Considering this, Nakamoto incorporated the distinctive halving mechanism into the original Bitcoin algorithm. Halvings take place once approximately every four years, after 210,000 blocks have been added to the Bitcoin blockchain. Once the 210,000th block is added, the reward for mining new blocks is reduced by half.
Past halvings have resulted in price surges and extended periods of bullish market conditions. However, there is a notable distinction with the fourth Bitcoin halving this time, which is the recent emergence of the new spot Bitcoin ETFs.
Based on data from Coinbase, Bitcoin experienced significant surges in value following each halving event. After the first halving, it rallied by 923% in a six-month period. Similarly, after the second halving, it saw a 37% increase in the same timeframe. Following the third halving, Bitcoin’s value surged by 82% in six months.
There is a strong possibility that Bitcoin could reach the $100,000 mark at some point this year. With Bitcoin’s current price sitting at $63,115, it suggests a potential rally of around 50%.
Currently, the value of BTC stands at $63,115.38. This represents a slight decrease of 0.1% compared to an hour ago and a 1.3% decline since yesterday. The current value of BTC is 1.2% lower than its previous value.
BTC market performance
The Bitcoin network has achieved another significant milestone, with its daily transactions reaching a peak of 927,000. This surpasses the previous record of 724,000, which was set in December 2023, as reported by on-chain data.
The launch of Runes has caused a significant surge, indicating a rising fascination and usefulness in cryptocurrencies, resulting in a record-breaking level of transaction activity for Bitcoin.
Since its launch following the halving on April 20, Runes, a new token standard on the Bitcoin blockchain, has been responsible for over two-thirds of all BTC transactions, showcasing its dominance in the market. Runes account for a significant majority of the total, with over 2.38 million transactions processed, making up 68%.

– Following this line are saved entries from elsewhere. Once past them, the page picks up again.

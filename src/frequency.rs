//! Word-frequency analyzer.
//!
//! Buckets corpus messages by a time granularity and counts occurrences of a
//! target word or phrase per bucket, rendering the result as a bar chart.
//!
//! Matching semantics: text is lowercased; a single-word query matches whole
//! alphanumeric tokens (so `love` does not match `glove`) and every
//! occurrence counts; a query containing whitespace is matched as a lowercase
//! substring, counting non-overlapping occurrences. With `--normalize`, each
//! bucket's count is divided by that bucket's total token count (×100).

use anyhow::Result;
use chrono::NaiveDate;
use std::collections::BTreeMap;
use std::path::PathBuf;

use crate::chart;
use crate::config::Config;
use crate::corpus;
use crate::models::Message;
use crate::timeline::Granularity;

/// Per-bucket tallies for one frequency run.
#[derive(Debug, Default, Clone, Copy)]
pub struct Tally {
    pub matches: u64,
    pub tokens: u64,
    pub posts: u64,
}

/// Split lowercase text into alphanumeric tokens.
pub fn tokenize(lower: &str) -> impl Iterator<Item = &str> + '_ {
    lower
        .split(|c: char| !c.is_alphanumeric())
        .filter(|t| !t.is_empty())
}

/// Count occurrences of the query in one text. See the module docs for the
/// token-vs-phrase rules.
pub fn count_occurrences(text: &str, query: &str) -> u64 {
    let lower = text.to_lowercase();
    let q = query.trim().to_lowercase();
    if q.is_empty() {
        return 0;
    }

    if q.split_whitespace().count() > 1 {
        // Phrase: non-overlapping substring matches.
        let mut count = 0u64;
        let mut start = 0usize;
        while let Some(pos) = lower[start..].find(&q) {
            count += 1;
            start += pos + q.len();
        }
        count
    } else {
        tokenize(&lower).filter(|t| *t == q).count() as u64
    }
}

/// Bucket every message and tally matches, token totals, and post counts.
/// The returned map contains every bucket with at least one post; buckets
/// with zero posts are omitted.
pub fn bucket_tallies(
    messages: &[Message],
    query: &str,
    granularity: Granularity,
) -> (BTreeMap<NaiveDate, Tally>, Vec<usize>) {
    let mut buckets: BTreeMap<NaiveDate, Tally> = BTreeMap::new();
    let mut matching = Vec::new();

    for (idx, msg) in messages.iter().enumerate() {
        let bucket = match granularity.bucket_of(msg.timestamp) {
            Some(b) => b,
            None => continue,
        };

        let tally = buckets.entry(bucket).or_default();
        tally.posts += 1;
        tally.tokens += tokenize(&msg.text.to_lowercase()).count() as u64;

        let hits = count_occurrences(&msg.text, query);
        if hits > 0 {
            tally.matches += hits;
            matching.push(idx);
        }
    }

    (buckets, matching)
}

/// Normalized value for one bucket: matches per hundred tokens.
pub fn normalized_value(tally: &Tally) -> f64 {
    if tally.tokens == 0 {
        0.0
    } else {
        tally.matches as f64 / tally.tokens as f64 * 100.0
    }
}

pub fn run_frequency(
    config: &Config,
    word: &str,
    granularity: &str,
    normalize: bool,
    show_posts: bool,
    output: Option<PathBuf>,
) -> Result<()> {
    let granularity = Granularity::parse(granularity)?;

    let (messages, skipped) = corpus::load_corpus(&config.storage.corpus_file)?;
    if skipped > 0 {
        eprintln!("warning: skipped {} malformed corpus line(s)", skipped);
    }
    if messages.is_empty() {
        println!(
            "no messages in corpus: {}",
            config.storage.corpus_file.display()
        );
        return Ok(());
    }

    println!("loaded {} messages", messages.len());

    let (buckets, matching) = bucket_tallies(&messages, word, granularity);
    let total_matches: u64 = buckets.values().map(|t| t.matches).sum();
    if total_matches == 0 {
        println!("No posts found containing '{}'", word);
        return Ok(());
    }

    let labels: Vec<String> = buckets.keys().map(|b| granularity.label(*b)).collect();
    let values: Vec<f64> = buckets
        .values()
        .map(|t| {
            if normalize {
                normalized_value(t)
            } else {
                t.matches as f64
            }
        })
        .collect();

    let output = match output {
        Some(path) => path,
        None => config
            .chart
            .out_dir
            .join(format!("frequency_{}.png", sanitize(word))),
    };
    let title = if normalize {
        format!("Frequency of \"{}\" per {} (normalized)", word, granularity.name())
    } else {
        format!("Frequency of \"{}\" per {}", word, granularity.name())
    };
    let y_desc = if normalize {
        "Occurrences per 100 tokens"
    } else {
        "Occurrences"
    };
    chart::render_bar_chart(&config.chart, &output, &title, y_desc, &labels, &values)?;

    println!("frequency \"{}\"", word);
    println!("  total occurrences: {}", total_matches);
    println!("  matching posts: {}", matching.len());
    println!("  buckets: {}", buckets.len());
    if let (Some(first), Some(last)) = (labels.first(), labels.last()) {
        println!("  range: {} to {}", first, last);
    }
    println!("  chart: {}", output.display());
    println!("ok");

    if show_posts {
        println!();
        println!("sample posts containing '{}':", word);
        for (i, idx) in matching.iter().take(5).enumerate() {
            let msg = &messages[*idx];
            println!("  {}. [{}] {}", i + 1, format_ts(msg.timestamp), preview(&msg.text));
        }
        if matching.len() > 5 {
            println!("  ... and {} more", matching.len() - 5);
        }
    }

    Ok(())
}

fn sanitize(word: &str) -> String {
    word.chars()
        .map(|c| if c.is_alphanumeric() { c } else { '_' })
        .collect()
}

fn format_ts(ts: i64) -> String {
    chrono::DateTime::from_timestamp(ts, 0)
        .map(|dt| dt.format("%Y-%m-%d %H:%M").to_string())
        .unwrap_or_else(|| ts.to_string())
}

fn preview(text: &str) -> String {
    let flat = text.replace(['\n', '\r'], " ");
    if flat.chars().count() > 100 {
        let mut cut: String = flat.chars().take(100).collect();
        cut.push_str("...");
        cut
    } else {
        flat
    }
}

#[cfg(test)]
mod tests {
    use super::*;

    fn msg(timestamp: i64, text: &str) -> Message {
        Message {
            timestamp,
            text: text.to_string(),
        }
    }

    #[test]
    fn test_single_word_matches_whole_tokens() {
        assert_eq!(count_occurrences("I love my glove", "love"), 1);
        assert_eq!(count_occurrences("Love LOVE love!", "love"), 3);
        assert_eq!(count_occurrences("lovely gloves", "love"), 0);
    }

    #[test]
    fn test_phrase_matches_substring() {
        assert_eq!(count_occurrences("the dining hall is great", "dining hall"), 1);
        assert_eq!(
            count_occurrences("dining hall, dining hall!", "dining hall"),
            2
        );
        assert_eq!(count_occurrences("dining in the hall", "dining hall"), 0);
    }

    #[test]
    fn test_empty_query_matches_nothing() {
        assert_eq!(count_occurrences("anything", "   "), 0);
    }

    #[test]
    fn test_spec_example_day_bucket() {
        // 1700000000 falls on 2023-11-14 UTC.
        let messages = vec![
            msg(1700000000, "i love this campus"),
            msg(1700200000, "nothing to see here"),
        ];
        let (buckets, matching) = bucket_tallies(&messages, "love", Granularity::Day);

        let day = NaiveDate::from_ymd_opt(2023, 11, 14).unwrap();
        let other = NaiveDate::from_ymd_opt(2023, 11, 17).unwrap();
        assert_eq!(buckets[&day].matches, 1);
        assert_eq!(buckets[&other].matches, 0);
        assert_eq!(matching, vec![0]);
    }

    #[test]
    fn test_normalized_is_count_over_tokens() {
        let messages = vec![
            msg(1700000000, "love love is good"), // 4 tokens, 2 matches
            msg(1700000001, "more words here"),   // 3 tokens, 0 matches
        ];
        let (buckets, _) = bucket_tallies(&messages, "love", Granularity::Day);
        let tally = buckets.values().next().unwrap();

        assert_eq!(tally.matches, 2);
        assert_eq!(tally.tokens, 7);
        assert_eq!(tally.posts, 2);

        let normalized = normalized_value(tally);
        let expected = tally.matches as f64 / tally.tokens as f64 * 100.0;
        assert!((normalized - expected).abs() < 1e-9);
    }

    #[test]
    fn test_zero_token_bucket_normalizes_to_zero() {
        let tally = Tally {
            matches: 0,
            tokens: 0,
            posts: 1,
        };
        assert_eq!(normalized_value(&tally), 0.0);
    }
}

On April 23, there was a significant surge in activity on Runes, with over 750,000 transactions recorded. On the next day, there was a notable decline in the transaction count, which dropped to 312,000, less than half of the previous day’s total.
Industry experts seem to have differing opinions on the potential of Runes to provide a stable income stream for BTC miners.
Introducing a new protocol developed by Casey Rodarmor, this innovative solution is touted as a highly efficient method for generating tokens on the Bitcoin network, surpassing the capabilities of BRC-20.
Altcoins market performance slips
The BTC price movements before and after the fourth halving have been rather disappointing. The asset regained some momentum following the Iran-Israel attacks and surpassed $65,000 as the block rewards were reduced.
BTC has experienced a significant drop in value over the past few days, reaching a multi-day low of $62,400 earlier today. According to CoinGecko, BTC’s market cap has fallen to $1.240 trillion, and its dominance over other cryptocurrencies remains below 51%.
The state of the altcoins space is quite concerning at the moment. Solana has experienced a significant and abrupt drop in price. The token has experienced a significant drop of over 5% within a single day and is currently facing challenges as it remains below the $140 mark. Dogecoin experiences a decrease of 3.5%, while Cardano, Avalanche, Shiba Inu, and Polkadot also see declines ranging from 2.75% to 3.6%.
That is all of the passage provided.